JORNAL ONLINE-REGISTO ERC Nº 125301 - DIRECTOR : LUIS PEREIRA

O Tua é o mais belo rio que corre pela minha aldeia

LUIS PEREIRA , É autor de mais de uma dezena de artigos científicos e de várias publicações em livro sobre a temática do património. Exerce a escrita jornalística frequentemente desde os tempos de estudante universitário, como complemento cívico e da sua acção cultural. Dirigiu a revista literária Íncubo (Porto:1992) e é actualmente director e editor do Notícias do Nordeste

NN - publicado Domingo, Agosto 03, 2008

            


Rio Tua- Veja o Vídeo
Talvez haja quem não compreenda a importância sentimental de um rio. Eu vivi entre três e quero que a minha alma ribeira não seja adulterada. Quem não compreende os rios não compreende a paisagem e o seu todo da geografia humana. Ainda ninguém me conseguiu explicar o porquê da necessidade da Barragem de Foz Tua. Mas mesmo que me expliquem, eu jamais o compreenderei.

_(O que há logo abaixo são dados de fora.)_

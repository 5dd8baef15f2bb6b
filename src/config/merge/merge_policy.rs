//! Merge rules: defaults first, then the repository file, then environment.

use config::builder::DefaultState;
use config::Config;
use config::ConfigBuilder;
use config::ConfigError;

/// Create a Config builder with merge policy defaults applied.
pub fn builder_with_defaults() -> Result<ConfigBuilder<DefaultState>, ConfigError> {
    Config::builder()
        .set_default("storage.backend", "memory")?
        .set_default("storage.flush_on_commit", true)?
        .set_default("gc.aggressive", false)?
        .set_default("logging.level", "info")?
        .set_default("logging.format", "text")
}
//! In-memory store backend

use crate::error::StorageError;
use crate::store::batch::{key_in_prefix, Lookup, PendingOp, PendingWrites};
use crate::store::{join_key, read_dump, strip_key_prefix, write_dump, Database, Dump};
use parking_lot::Mutex;
use std::collections::{BTreeMap, BTreeSet};
use std::io::{Read, Write};

#[derive(Default)]
struct Inner {
    data: BTreeMap<String, Vec<u8>>,
    pending: PendingWrites,
}

impl Inner {
    fn read(&self, key: &str) -> Option<Vec<u8>> {
        match self.pending.lookup(key) {
            Lookup::Present(value) => Some(value),
            Lookup::Deleted => None,
            Lookup::Unknown => self.data.get(key).cloned(),
        }
    }

    fn apply(&mut self, op: PendingOp) {
        match op {
            PendingOp::Put(key, value) => {
                self.data.insert(key, value);
            }
            PendingOp::Erase(key) => {
                self.data.remove(&key);
            }
            PendingOp::Clear(prefix) => self.data.retain(|k, _| !key_in_prefix(k, &prefix)),
        }
    }

    fn write(&mut self, op: PendingOp) {
        if self.pending.is_active() {
            self.pending.record(op);
        } else {
            self.apply(op);
        }
    }
}

/// `BTreeMap`-backed database. Nothing survives the process.
#[derive(Default)]
pub struct MemoryDatabase {
    inner: Mutex<Inner>,
}

impl MemoryDatabase {
    pub fn new() -> Self {
        Self::default()
    }
}

impl Database for MemoryDatabase {
    fn get(&self, key: &[&str]) -> Result<Vec<u8>, StorageError> {
        let key = join_key(key);
        self.inner
            .lock()
            .read(&key)
            .ok_or(StorageError::NotFound(key))
    }

    fn put(&self, value: &[u8], key: &[&str]) -> Result<(), StorageError> {
        self.inner
            .lock()
            .write(PendingOp::Put(join_key(key), value.to_vec()));
        Ok(())
    }

    fn clear(&self, prefix: &[&str]) -> Result<(), StorageError> {
        self.inner.lock().write(PendingOp::Clear(join_key(prefix)));
        Ok(())
    }

    fn erase(&self, key: &[&str]) -> Result<(), StorageError> {
        let key = join_key(key);
        let mut inner = self.inner.lock();
        if inner.read(&key).is_none() {
            return Err(StorageError::NotFound(key));
        }
        inner.write(PendingOp::Erase(key));
        Ok(())
    }

    fn keys(&self, prefix: &[&str]) -> Result<Vec<String>, StorageError> {
        let prefix = join_key(prefix);
        let inner = self.inner.lock();
        let base: BTreeSet<String> = inner
            .data
            .keys()
            .filter(|k| key_in_prefix(k, &prefix))
            .cloned()
            .collect();
        Ok(inner
            .pending
            .overlay_keys(base, &prefix)
            .iter()
            .map(|k| strip_key_prefix(k, &prefix))
            .collect())
    }

    fn begin_batch(&self) {
        self.inner.lock().pending.begin();
    }

    fn flush_batch(&self) -> Result<(), StorageError> {
        let mut inner = self.inner.lock();
        if let Some(ops) = inner.pending.finish()? {
            for op in ops {
                inner.apply(op);
            }
        }
        Ok(())
    }

    fn rollback_batch(&self) {
        self.inner.lock().pending.rollback();
    }

    fn have_writes(&self) -> bool {
        self.inner.lock().pending.has_writes()
    }

    fn export(&self, writer: &mut dyn Write) -> Result<(), StorageError> {
        let dump = Dump {
            entries: self
                .inner
                .lock()
                .data
                .iter()
                .map(|(k, v)| (k.clone(), v.clone()))
                .collect(),
        };
        write_dump(writer, &dump)
    }

    fn import(&self, reader: &mut dyn Read) -> Result<(), StorageError> {
        let dump = read_dump(reader)?;
        let mut inner = self.inner.lock();
        for (key, value) in dump.entries {
            inner.write(PendingOp::Put(key, value));
        }
        Ok(())
    }

    fn close(&self) -> Result<(), StorageError> {
        Ok(())
    }
}
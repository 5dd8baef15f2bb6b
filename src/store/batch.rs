//! Pending-write overlay shared by the store backends
//!
//! While at least one batch is open, writes are recorded here instead of
//! hitting the backend. Reads consult the overlay first so a batch always
//! observes its own writes.

use std::collections::BTreeSet;

use crate::error::StorageError;

#[derive(Debug, Clone)]
pub(crate) enum PendingOp {
    Put(String, Vec<u8>),
    Erase(String),
    Clear(String),
}

/// What the overlay knows about a single key.
pub(crate) enum Lookup {
    /// The overlay says nothing; ask the backend.
    Unknown,
    Present(Vec<u8>),
    Deleted,
}

#[derive(Debug, Default)]
pub(crate) struct PendingWrites {
    depth: usize,
    ops: Vec<PendingOp>,
}

/// True if `key` lies within the key range named by `prefix`.
pub(crate) fn key_in_prefix(key: &str, prefix: &str) -> bool {
    prefix.is_empty() || key == prefix || key.starts_with(&format!("{}/", prefix))
}

impl PendingWrites {
    pub fn is_active(&self) -> bool {
        self.depth > 0
    }

    pub fn has_writes(&self) -> bool {
        !self.ops.is_empty()
    }

    pub fn begin(&mut self) {
        self.depth += 1;
    }

    /// Close one batch level. Returns the ops to apply once the outermost
    /// batch is closed, `None` while batches remain open.
    pub fn finish(&mut self) -> Result<Option<Vec<PendingOp>>, StorageError> {
        if self.depth == 0 {
            return Err(StorageError::BatchUnderflow);
        }
        self.depth -= 1;
        if self.depth == 0 {
            Ok(Some(std::mem::take(&mut self.ops)))
        } else {
            Ok(None)
        }
    }

    pub fn rollback(&mut self) {
        self.depth = 0;
        self.ops.clear();
    }

    pub fn record(&mut self, op: PendingOp) {
        self.ops.push(op);
    }

    pub fn lookup(&self, key: &str) -> Lookup {
        for op in self.ops.iter().rev() {
            match op {
                PendingOp::Put(k, v) if k == key => return Lookup::Present(v.clone()),
                PendingOp::Erase(k) if k == key => return Lookup::Deleted,
                PendingOp::Clear(prefix) if key_in_prefix(key, prefix) => return Lookup::Deleted,
                _ => {}
            }
        }
        Lookup::Unknown
    }

    /// Apply the overlay to the backend's view of the keys below `prefix`.
    pub fn overlay_keys(&self, mut keys: BTreeSet<String>, prefix: &str) -> BTreeSet<String> {
        for op in &self.ops {
            match op {
                PendingOp::Put(k, _) if key_in_prefix(k, prefix) => {
                    keys.insert(k.clone());
                }
                PendingOp::Erase(k) => {
                    keys.remove(k);
                }
                PendingOp::Clear(p) => keys.retain(|k| !key_in_prefix(k, p)),
                _ => {}
            }
        }
        keys
    }
}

Os rios formam as pessoas, assim mesmo, formam-nos desde criança com os sons, as lendas, os bichos e com os arvoredos que lhe adornam as margens. Quem sentir um rio, sente o significado minúsculo de uma parede de xisto, mas sente-a como a força gigante de um trabalho antigo que ali foi depositado para encanar a água até ao cubo do moinho ruinoso do Ti Alfredo.

Este sentir não é para todos, é apenas para aqueles que sempre cresceram com os rios e que deles lamberam nas margens milenares que o tempo escavou a água a escorrer por entre os dedos das mãos.

Um rio antigo convive com os deuses antigos. E quem sempre com um rio conviveu sente o real significado das religiões.

Um rio não tem explicação. Ou se sente, ou não se sente. E se me dizem que vão adulterar o Tua eu fico quieto e triste a senti-lo inteiro enquanto o tempo escorre entre o fraguedo para o matar na foz.

Não é preciso matemática nem argumentos da economia e da política para defender um rio, não são precisos argumentos da linguagem percentual. A beleza e a paisagem não se constroem num dia. E para mim este é o verdadeiro argumento.

E depois, como diz o poeta, um rio, um verdadeiro rio, um rio que se molda a si próprio “não faz pensar em nada. Quem está ao pé dele está só ao pé dele”.